The first thing many people are likely to notice and be surprised about with this knife is the speed at which it opens. This is not a switchblade, nor an "automatic" opening knife, rather using Kershaw's Speed Safe system. The short version is that a torison bar provides resistance when you initially open the knife, but once the you pass a certain point, the bar slides out of the way and the blade whizzes open with little resistance, coming to rest lock and stay in place with a stiff frame lock.
Even though the torison bar really cuts down on the likelihood that the blade will open when you aren't actively operating it, Kershaw includes a tip safety lock. The only bad part about the knife is that the lock comes a little loose straight out of the box and might need to be tightened.
Note : The Amazon page mentions the blade being 440A steel and Kershaw's own site calls it 13C26 steel. Both are outdated information. The copy I have (and all the ones you're likely to come across) is made of 14C28N steel. The nice people at Kershaw explained the history of the different steels to me which was interesting, but completely over my head. The end result is something to the effect of: the new steel is like the old steel but has much better rust resistance and is comparable to the original steel.
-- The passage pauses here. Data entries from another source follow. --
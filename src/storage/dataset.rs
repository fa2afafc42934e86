//! The loaded, normalized input tables.

use super::loader;
use super::models::*;
use crate::cli::types::{PlayerId, Season};
use crate::core::{DataPaths, TeamRegistry};
use crate::error::DraftGuideError;
use crate::Result;
use std::collections::{BTreeSet, HashMap, HashSet};
use std::path::Path;
use tracing::{info, warn};

/// Every input table after team normalization and uniqueness checks.
///
/// Immutable once built; views read from it and never write back.
#[derive(Debug, Clone, Default)]
pub struct DataSet {
    weekly: Vec<WeeklyStatRecord>,
    season: Vec<SeasonStatRecord>,
    coaching: Vec<CoachAssignment>,
    rosters: Vec<RosterEntry>,
    contracts: Vec<ContractRecord>,
    roster_index: HashMap<PlayerId, usize>,
    contract_index: HashMap<PlayerId, usize>,
}

impl DataSet {
    /// Load every table found under `paths`.
    ///
    /// At least one of the weekly or season statistics files must exist. The
    /// coaching, roster and contract files are optional; a missing file loads
    /// as an empty table.
    pub fn load(paths: &DataPaths, registry: &TeamRegistry) -> Result<Self> {
        let weekly = optional(&paths.weekly_stats, loader::read_weekly_stats)?;
        let season = optional(&paths.season_stats, loader::read_season_stats)?;
        if weekly.is_none() && season.is_none() {
            return Err(DraftGuideError::Io(std::io::Error::new(
                std::io::ErrorKind::NotFound,
                format!(
                    "neither {} nor {} exists",
                    paths.weekly_stats.display(),
                    paths.season_stats.display()
                ),
            )));
        }

        Self::from_parts(
            weekly.unwrap_or_default(),
            season.unwrap_or_default(),
            optional(&paths.coaching_staff, loader::read_coaching_staff)?.unwrap_or_default(),
            optional(&paths.active_rosters, loader::read_active_rosters)?.unwrap_or_default(),
            optional(&paths.active_contracts, loader::read_active_contracts)?
                .unwrap_or_default(),
            registry,
        )
    }

    /// Build a dataset from in-memory tables.
    ///
    /// Team codes in every table are canonicalized through `registry`.
    ///
    /// # Errors
    ///
    /// [`DraftGuideError::DuplicateRecord`] when a player appears twice in the
    /// roster or contract table.
    pub fn from_parts(
        mut weekly: Vec<WeeklyStatRecord>,
        mut season: Vec<SeasonStatRecord>,
        coaching: Vec<CoachAssignment>,
        mut rosters: Vec<RosterEntry>,
        contracts: Vec<ContractRecord>,
        registry: &TeamRegistry,
    ) -> Result<Self> {
        for row in &mut weekly {
            row.recent_team = registry.canonical_abbr(&row.recent_team);
        }
        for row in &mut season {
            let team = registry.normalize(&row.recent_team);
            row.recent_team = team.abbr;
            row.team_id = team.id.or(row.team_id);
        }
        for row in &mut rosters {
            row.team = registry.canonical_abbr(&row.team);
        }

        // Normalization can turn two distinct rows (STL, LAR) into duplicates
        let mut seen = HashSet::new();
        let coaching: Vec<CoachAssignment> = coaching
            .into_iter()
            .map(|mut a| {
                let team = registry.normalize(&a.team_abbr);
                a.team_abbr = team.abbr;
                a.team_id = team.id;
                a
            })
            .filter(|a| seen.insert(a.clone()))
            .collect();

        let roster_index = unique_index("active_rosters", &rosters, |r| &r.player_id)?;
        let contract_index = unique_index("active_contracts", &contracts, |c| &c.player_id)?;

        info!(
            "Dataset ready: {} weekly, {} season, {} coaching, {} roster, {} contract rows",
            weekly.len(),
            season.len(),
            coaching.len(),
            rosters.len(),
            contracts.len()
        );

        Ok(Self {
            weekly,
            season,
            coaching,
            rosters,
            contracts,
            roster_index,
            contract_index,
        })
    }

    pub fn weekly(&self) -> &[WeeklyStatRecord] {
        &self.weekly
    }

    /// Rows of the pre-aggregated season file, if one was loaded.
    pub fn season(&self) -> &[SeasonStatRecord] {
        &self.season
    }

    pub fn coaching(&self) -> &[CoachAssignment] {
        &self.coaching
    }

    pub fn rosters(&self) -> &[RosterEntry] {
        &self.rosters
    }

    pub fn contracts(&self) -> &[ContractRecord] {
        &self.contracts
    }

    pub fn roster_entry(&self, player_id: &PlayerId) -> Option<&RosterEntry> {
        self.roster_index.get(player_id).map(|&i| &self.rosters[i])
    }

    pub fn contract(&self, player_id: &PlayerId) -> Option<&ContractRecord> {
        self.contract_index.get(player_id).map(|&i| &self.contracts[i])
    }

    /// Distinct seasons present in the weekly and season statistics.
    pub fn stat_seasons(&self) -> BTreeSet<Season> {
        self.weekly
            .iter()
            .map(|w| w.season)
            .chain(self.season.iter().map(|s| s.season))
            .collect()
    }
}

fn optional<T, F>(path: &Path, read: F) -> Result<Option<Vec<T>>>
where
    F: FnOnce(&Path) -> Result<Vec<T>>,
{
    if path.exists() {
        read(path).map(Some)
    } else {
        warn!("{} not found, treating as empty", path.display());
        Ok(None)
    }
}

fn unique_index<T, F>(table: &str, rows: &[T], key_of: F) -> Result<HashMap<PlayerId, usize>>
where
    F: Fn(&T) -> &PlayerId,
{
    let mut index = HashMap::with_capacity(rows.len());
    for (i, row) in rows.iter().enumerate() {
        let key = key_of(row);
        if index.insert(key.clone(), i).is_some() {
            return Err(DraftGuideError::DuplicateRecord {
                table: table.to_string(),
                key: key.to_string(),
            });
        }
    }
    Ok(index)
}
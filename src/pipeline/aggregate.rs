//! Season aggregation: weekly rows to season totals and team totals.

use super::metrics::{pass_run_split, per_game, target_share, usage};
use crate::cli::types::{PlayerId, Position, Season, SeasonType, TeamId, Week};
use crate::core::TeamRegistry;
use crate::storage::{CountingStats, SeasonStatRecord, WeeklyStatRecord};
use serde::Serialize;
use std::collections::{BTreeMap, BTreeSet, HashMap};
use tracing::debug;


/// Which weekly rows count toward a season total.
#[derive(Debug, Clone, PartialEq, Eq)]
pub struct AggregationFilter {
    pub positions: Vec<Position>,
    pub season_type: SeasonType,
}

impl Default for AggregationFilter {
    fn default() -> Self {
        Self {
            positions: Position::FANTASY.to_vec(),
            season_type: SeasonType::Regular,
        }
    }
}

impl AggregationFilter {
    fn position_of(&self, row: &WeeklyStatRecord) -> Option<Position> {
        let position = row.position.parse::<Position>().ok()?;
        self.positions.contains(&position).then_some(position)
    }
}

type PlayerKey = (Season, PlayerId, String, Position);

#[derive(Default)]
struct Accumulator {
    stats: CountingStats,
    weeks: BTreeSet<Week>,
    /// Display name from the latest contributing week.
    name: Option<(Week, String)>,
}

impl Accumulator {
    fn add(&mut self, row: &WeeklyStatRecord) {
        self.stats += &row.stats;
        self.weeks.insert(row.week);
        if self.name.as_ref().map_or(true, |(week, _)| row.week >= *week) {
            self.name = Some((row.week, row.player_display_name.clone()));
        }
    }
}

/// Reduce weekly rows to one season record per (season, player, team,
/// position).
///
/// Team codes are canonicalized before grouping. A player traded mid-season
/// gets one record per team. Display names do not split a player's season;
/// the latest week's name is kept. Games played is the number of distinct weeks
/// that contributed rows. Team play totals are summed over the
/// filtered rows of each team-season and merged back onto every player.
pub fn aggregate_season_stats(
    weekly: &[WeeklyStatRecord],
    registry: &TeamRegistry,
    filter: &AggregationFilter,
) -> Vec<SeasonStatRecord> {
    let mut groups: BTreeMap<PlayerKey, Accumulator> = BTreeMap::new();
    let mut skipped = 0usize;

    for row in weekly {
        if row.season_type != filter.season_type {
            skipped += 1;
            continue;
        }
        let Some(position) = filter.position_of(row) else {
            skipped += 1;
            continue;
        };
        let key = (
            row.season,
            row.player_id.clone(),
            registry.canonical_abbr(&row.recent_team),
            position,
        );
        groups.entry(key).or_default().add(row);
    }

    // (season, team) -> (pass attempts, carries)
    let mut team_plays: HashMap<(Season, String), (f64, f64)> = HashMap::new();
    for ((season, _, team, _), acc) in &groups {
        let entry = team_plays.entry((*season, team.clone())).or_default();
        entry.0 += acc.stats.attempts;
        entry.1 += acc.stats.carries;
    }

    let records: Vec<SeasonStatRecord> = groups
        .into_iter()
        .map(|((season, player_id, team, position), acc)| {
            let (team_attempts, team_carries) = team_plays
                .get(&(season, team.clone()))
                .copied()
                .unwrap_or_default();
            let team_total_plays = team_attempts + team_carries;
            let games_played = acc.weeks.len() as u32;
            let stats = acc.stats;
            SeasonStatRecord {
                season,
                player_id,
                player_display_name: acc.name.map(|(_, name)| name).unwrap_or_default(),
                team_id: registry.team_id(&team),
                recent_team: team,
                position,
                games_played,
                team_total_plays,
                team_pass_attempts: team_attempts,
                usage: usage(stats.carries, team_total_plays),
                target_share: target_share(stats.targets, team_attempts),
                fantasy_points_pg: per_game(stats.fantasy_points, games_played),
                fantasy_points_ppr_pg: per_game(stats.fantasy_points_ppr, games_played),
                stats,
            }
        })
        .collect();

    debug!(
        "aggregated {} weekly rows into {} season records ({} filtered out)",
        weekly.len(),
        records.len(),
        skipped
    );
    records
}

/// Offensive totals for one team-season.
#[derive(Debug, Clone, PartialEq, Serialize)]
pub struct TeamSeasonTotals {
    pub season: Season,
    pub team: String,
    pub team_id: Option<TeamId>,
    pub stats: CountingStats,
    /// Pass attempts + carries.
    pub total_plays: f64,
    pub pass_pct: Option<f64>,
    pub run_pct: Option<f64>,
}

impl TeamSeasonTotals {
    /// Passing + rushing yards. Receiving yards already appear as passing.
    pub fn total_yards(&self) -> f64 {
        self.stats.passing_yards + self.stats.rushing_yards
    }

    /// Passing + rushing touchdowns.
    pub fn total_tds(&self) -> f64 {
        self.stats.passing_tds + self.stats.rushing_tds
    }
}

/// Sum season records by (season, team), sorted by season then team.
pub fn build_team_totals(records: &[SeasonStatRecord]) -> Vec<TeamSeasonTotals> {
    let mut groups: BTreeMap<(Season, String), (Option<TeamId>, CountingStats)> = BTreeMap::new();
    for record in records {
        let entry = groups
            .entry((record.season, record.recent_team.clone()))
            .or_insert((record.team_id, CountingStats::default()));
        entry.0 = entry.0.or(record.team_id);
        entry.1 += &record.stats;
    }

    groups
        .into_iter()
        .map(|((season, team), (team_id, stats))| {
            let split = pass_run_split(stats.attempts, stats.carries);
            TeamSeasonTotals {
                season,
                team,
                team_id,
                total_plays: stats.attempts + stats.carries,
                pass_pct: split.map(|(pass, _)| pass),
                run_pct: split.map(|(_, run)| run),
                stats,
            }
        })
        .collect()
}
Update: 10/7/10: I tired to reverse the belt clip on the knife and it appears that the threading on the handle is incorrect because the screws won't bite. We'll see if a new set of screws solves the problem.
- This knife opens fast! You'll probably have to explain to your buddies that it isn't an assisted-open knife.
- The knife can be opened by either the thumbstuds (which are probably shorter than other knives you're used to) or the "blade protrusion." Using the thumbstuds, you can open the blade at your leisure (but be sure to open it far enough to lock!) and the blade protrusion - Kershaw's term - opens the blade somewhere between really fast and fast as hell.
- The little tip safety lock latch is plastic so it won't chip the blade should you close it with the lock engaged - something I've done a couple times.
- Frame lock is tight when locked and stays out of the way when the blade is out but still operates smoothly and easily when you want to close it.
- The tip safety lock as shipped is a little loose and tends to end up in the position you don't want it in more often than not. Fortunately this is easily fixed with the proper Allen wrench.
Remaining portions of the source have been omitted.